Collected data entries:
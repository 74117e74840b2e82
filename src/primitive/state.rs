// Copyright © 2024 The keccak-collision authors
//
// This file is part of keccak-collision.
//
// keccak-collision is free software: you can redistribute it and/or modify it under
// the terms of the Mozilla Public License Version 2.0 as published by the
// Mozilla Foundation. See <https://mozilla.org/en-US/MPL/2.0/>.

//! This module contains the [`KeccakState`], the 1600 bit state on which the
//! Keccak-f\[1600\] permutation operates.

use crate::error::SpongeError;
use serde::{de::Error, Deserialize, Deserializer, Serialize, Serializer};
use std::fmt;

/// The number of bytes of a Keccak-f\[1600\] state.
pub const STATE_BYTES: usize = 200;
/// The number of bits of a Keccak-f\[1600\] state.
pub const STATE_BITS: usize = 1600;
/// The number of 64 bit lanes of a Keccak-f\[1600\] state.
pub const LANES: usize = 25;

/// A Keccak-f\[1600\] state, i.e. a `5 x 5` matrix of 64 bit lanes.
///
/// Lane `(x, y)` is stored at index `x + 5 * y`, which corresponds to the
/// little-endian bytes `8 * (x + 5 * y)..8 * (x + 5 * y) + 8` of the
/// byte representation of the state.
///
/// Attributes:
/// - `lanes`: the 25 lanes of the state in column-major order
///
/// # Examples
/// ```
/// use keccak_collision::primitive::state::KeccakState;
///
/// let mut state = KeccakState::default();
/// state.xor_bytes(0, &[0x01, 0x02]);
///
/// assert_eq!(0x0201, state.lane(0, 0));
/// assert_eq!(0x01, state.to_bytes()[0]);
/// ```
#[derive(Clone, Copy, PartialEq, Eq, Hash, Default)]
pub struct KeccakState {
    lanes: [u64; LANES],
}

impl KeccakState {
    /// Creates a state from its 25 lanes.
    pub fn from_lanes(lanes: [u64; LANES]) -> Self {
        Self { lanes }
    }

    /// Interprets 200 bytes as a state.
    ///
    /// Parameters:
    /// - `bytes`: the byte representation of the state
    ///
    /// Returns the [`KeccakState`] whose byte representation is `bytes`.
    ///
    /// # Examples
    /// ```
    /// use keccak_collision::primitive::state::KeccakState;
    ///
    /// let state = KeccakState::from_bytes(&[0xff; 200]);
    ///
    /// assert_eq!(u64::MAX, state.lane(4, 4));
    /// ```
    pub fn from_bytes(bytes: &[u8; STATE_BYTES]) -> Self {
        let mut lanes = [0u64; LANES];
        for (lane, chunk) in lanes.iter_mut().zip(bytes.chunks_exact(8)) {
            let mut word = [0u8; 8];
            word.copy_from_slice(chunk);
            *lane = u64::from_le_bytes(word);
        }
        Self { lanes }
    }

    /// Interprets a slice of bytes as a state.
    ///
    /// Parameters:
    /// - `bytes`: the byte representation of the state
    ///
    /// Returns the [`KeccakState`] whose byte representation is `bytes` or
    /// a [`SpongeError`] if `bytes` does not have length `200`.
    ///
    /// # Examples
    /// ```
    /// use keccak_collision::primitive::state::KeccakState;
    ///
    /// assert!(KeccakState::try_from_slice(&[0u8; 200]).is_ok());
    /// assert!(KeccakState::try_from_slice(&[0u8; 199]).is_err());
    /// ```
    ///
    /// # Errors and Failures
    /// - Returns a [`SpongeError`] of type [`InvalidState`](SpongeError::InvalidState)
    /// if `bytes.len() != 200`.
    pub fn try_from_slice(bytes: &[u8]) -> Result<Self, SpongeError> {
        let bytes: &[u8; STATE_BYTES] = bytes.try_into().map_err(|_| {
            SpongeError::InvalidState(format!(
                "A state consists of {STATE_BYTES} bytes, but {} were provided.",
                bytes.len()
            ))
        })?;
        Ok(Self::from_bytes(bytes))
    }

    /// Parses a state from a hex string of 400 characters.
    ///
    /// # Errors and Failures
    /// - Returns a [`SpongeError`] of type [`InvalidState`](SpongeError::InvalidState)
    /// if `hex_str` is not valid hex or does not encode 200 bytes.
    pub fn from_hex(hex_str: &str) -> Result<Self, SpongeError> {
        let bytes = hex::decode(hex_str).map_err(|e| SpongeError::InvalidState(e.to_string()))?;
        Self::try_from_slice(&bytes)
    }

    /// Returns the byte representation of the state.
    pub fn to_bytes(&self) -> [u8; STATE_BYTES] {
        let mut bytes = [0u8; STATE_BYTES];
        for (chunk, lane) in bytes.chunks_exact_mut(8).zip(self.lanes.iter()) {
            chunk.copy_from_slice(&lane.to_le_bytes());
        }
        bytes
    }

    /// Returns the lanes of the state.
    pub fn lanes(&self) -> &[u64; LANES] {
        &self.lanes
    }

    /// Returns a mutable reference to the lanes of the state.
    pub fn lanes_mut(&mut self) -> &mut [u64; LANES] {
        &mut self.lanes
    }

    /// Returns lane `(x, y)`.
    ///
    /// # Panics ...
    /// - if `x >= 5` or `y >= 5`.
    pub fn lane(&self, x: usize, y: usize) -> u64 {
        self.lanes[lane_index(x, y)]
    }

    /// Returns a mutable reference to lane `(x, y)`.
    ///
    /// # Panics ...
    /// - if `x >= 5` or `y >= 5`.
    pub fn lane_mut(&mut self, x: usize, y: usize) -> &mut u64 {
        &mut self.lanes[lane_index(x, y)]
    }

    /// XORs `bytes` into the byte representation of the state, starting at `offset`.
    ///
    /// Parameters:
    /// - `offset`: the first byte of the state that is modified
    /// - `bytes`: the bytes that are XORed into the state
    ///
    /// # Examples
    /// ```
    /// use keccak_collision::primitive::state::KeccakState;
    ///
    /// let mut state = KeccakState::default();
    /// state.xor_bytes(7, &[0x80, 0x01]);
    ///
    /// assert_eq!(0x80 << 56, state.lane(0, 0));
    /// assert_eq!(0x01, state.lane(1, 0));
    /// ```
    ///
    /// # Panics ...
    /// - if `offset + bytes.len() > 200`.
    pub fn xor_bytes(&mut self, offset: usize, bytes: &[u8]) {
        assert!(
            offset + bytes.len() <= STATE_BYTES,
            "XORing {} bytes at offset {offset} exceeds the state.",
            bytes.len()
        );
        for (i, byte) in bytes.iter().enumerate() {
            let position = offset + i;
            self.lanes[position / 8] ^= u64::from(*byte) << (8 * (position % 8));
        }
    }

    /// XORs a single byte into the byte representation of the state.
    ///
    /// # Panics ...
    /// - if `offset >= 200`.
    pub fn xor_byte(&mut self, offset: usize, byte: u8) {
        self.xor_bytes(offset, &[byte]);
    }

    /// Returns the last `len` bytes of the byte representation of the state.
    ///
    /// # Panics ...
    /// - if `len > 200`.
    pub fn tail(&self, len: usize) -> Vec<u8> {
        self.to_bytes()[STATE_BYTES - len..].to_vec()
    }
}

/// Returns the position of lane `(x, y)` in the lane array.
pub fn lane_index(x: usize, y: usize) -> usize {
    assert!(x < 5 && y < 5, "lane ({x}, {y}) is outside the 5 x 5 state");
    x + 5 * y
}

impl From<[u8; STATE_BYTES]> for KeccakState {
    fn from(bytes: [u8; STATE_BYTES]) -> Self {
        Self::from_bytes(&bytes)
    }
}

impl fmt::LowerHex for KeccakState {
    fn fmt(&self, f: &mut fmt::Formatter<'_>) -> fmt::Result {
        write!(f, "{}", hex::encode(self.to_bytes()))
    }
}

impl fmt::Display for KeccakState {
    fn fmt(&self, f: &mut fmt::Formatter<'_>) -> fmt::Result {
        write!(f, "{self:x}")
    }
}

impl fmt::Debug for KeccakState {
    fn fmt(&self, f: &mut fmt::Formatter<'_>) -> fmt::Result {
        write!(f, "KeccakState({self:x})")
    }
}

impl Serialize for KeccakState {
    fn serialize<S>(&self, serializer: S) -> Result<S::Ok, S::Error>
    where
        S: Serializer,
    {
        serializer.serialize_str(&format!("{self:x}"))
    }
}

impl<'de> Deserialize<'de> for KeccakState {
    fn deserialize<D>(deserializer: D) -> Result<Self, D::Error>
    where
        D: Deserializer<'de>,
    {
        let hex_str = String::deserialize(deserializer)?;
        Self::from_hex(&hex_str).map_err(D::Error::custom)
    }
}

#[cfg(test)]
mod test_layout {
    use super::{KeccakState, STATE_BYTES};

    /// Ensures that the byte layout is column-major and little-endian.
    #[test]
    fn column_major_little_endian() {
        let mut bytes = [0u8; STATE_BYTES];
        // lane (1, 2) starts at byte 8 * (1 + 5 * 2) = 88
        bytes[88] = 0x11;
        bytes[95] = 0x22;

        let state = KeccakState::from_bytes(&bytes);

        assert_eq!(0x2200_0000_0000_0011, state.lane(1, 2));
        assert_eq!(0, state.lane(2, 1));
        assert_eq!(bytes, state.to_bytes());
    }

    /// Ensures that XORing bytes across a lane border hits both lanes.
    #[test]
    fn xor_across_lanes() {
        let mut state = KeccakState::default();
        state.xor_bytes(6, &[0xaa, 0xbb, 0xcc]);
        state.xor_bytes(6, &[0xaa]);

        assert_eq!(0xbb << 56, state.lane(0, 0));
        assert_eq!(0xcc, state.lane(1, 0));
    }

    /// Ensures that the tail covers the last bytes of the last lane.
    #[test]
    fn tail() {
        let mut state = KeccakState::default();
        *state.lane_mut(4, 4) = 0x0102_0304_0506_0708;

        assert_eq!(vec![0x03, 0x02, 0x01], state.tail(3));
        assert!(state.tail(0).is_empty());
    }

    /// Ensures that XORing beyond the state results in a panic.
    #[test]
    #[should_panic]
    fn xor_out_of_bounds() {
        let mut state = KeccakState::default();
        state.xor_bytes(199, &[0x01, 0x02]);
    }

    /// Ensures that lanes outside the `5 x 5` grid are rejected.
    #[test]
    #[should_panic]
    fn lane_out_of_bounds() {
        let _ = KeccakState::default().lane(5, 0);
    }
}
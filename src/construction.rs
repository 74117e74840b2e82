// Copyright © 2024 The keccak-collision authors
//
// This file is part of keccak-collision.
//
// keccak-collision is free software: you can redistribute it and/or modify it under
// the terms of the Mozilla Public License Version 2.0 as published by the
// Mozilla Foundation. See <https://mozilla.org/en-US/MPL/2.0/>.

//! This module contains the constructions built on top of the Keccak-f\[1600\]
//! permutation. A construction is built the same way:
//!
//! 1. A trait that combines the common feature, e.g.
//! [`hashing into a digest space`](hash::HashInto).
//! 2. Explicit implementations of the trait, e.g.
//! [`ReducedKeccak`](hash::ReducedKeccak).

pub mod hash;
pub mod sponge;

(WORK TO COMPLETE):
Give back, exactly as written, the stretch from the line with "bytes at offset" through the line with "column-major and little-endian.", and no other lines from the records above.

(TASK RESPONSE):
            "XORing {} bytes at offset {offset} exceeds the state.",
            bytes.len()
        );
        for (i, byte) in bytes.iter().enumerate() {
            let position = offset + i;
            self.lanes[position / 8] ^= u64::from(*byte) << (8 * (position % 8));
        }
    }

    /// XORs a single byte into the byte representation of the state.
    ///
    /// # Panics ...
    /// - if `offset >= 200`.
    pub fn xor_byte(&mut self, offset: usize, byte: u8) {
        self.xor_bytes(offset, &[byte]);
    }

    /// Returns the last `len` bytes of the byte representation of the state.
    ///
    /// # Panics ...
    /// - if `len > 200`.
    pub fn tail(&self, len: usize) -> Vec<u8> {
        self.to_bytes()[STATE_BYTES - len..].to_vec()
    }
}

/// Returns the position of lane `(x, y)` in the lane array.
pub fn lane_index(x: usize, y: usize) -> usize {
    assert!(x < 5 && y < 5, "lane ({x}, {y}) is outside the 5 x 5 state");
    x + 5 * y
}

impl From<[u8; STATE_BYTES]> for KeccakState {
    fn from(bytes: [u8; STATE_BYTES]) -> Self {
        Self::from_bytes(&bytes)
    }
}

impl fmt::LowerHex for KeccakState {
    fn fmt(&self, f: &mut fmt::Formatter<'_>) -> fmt::Result {
        write!(f, "{}", hex::encode(self.to_bytes()))
    }
}

impl fmt::Display for KeccakState {
    fn fmt(&self, f: &mut fmt::Formatter<'_>) -> fmt::Result {
        write!(f, "{self:x}")
    }
}

impl fmt::Debug for KeccakState {
    fn fmt(&self, f: &mut fmt::Formatter<'_>) -> fmt::Result {
        write!(f, "KeccakState({self:x})")
    }
}

impl Serialize for KeccakState {
    fn serialize<S>(&self, serializer: S) -> Result<S::Ok, S::Error>
    where
        S: Serializer,
    {
        serializer.serialize_str(&format!("{self:x}"))
    }
}

impl<'de> Deserialize<'de> for KeccakState {
    fn deserialize<D>(deserializer: D) -> Result<Self, D::Error>
    where
        D: Deserializer<'de>,
    {
        let hex_str = String::deserialize(deserializer)?;
        Self::from_hex(&hex_str).map_err(D::Error::custom)
    }
}

#[cfg(test)]
mod test_layout {
    use super::{KeccakState, STATE_BYTES};

    /// Ensures that the byte layout is column-major and little-endian.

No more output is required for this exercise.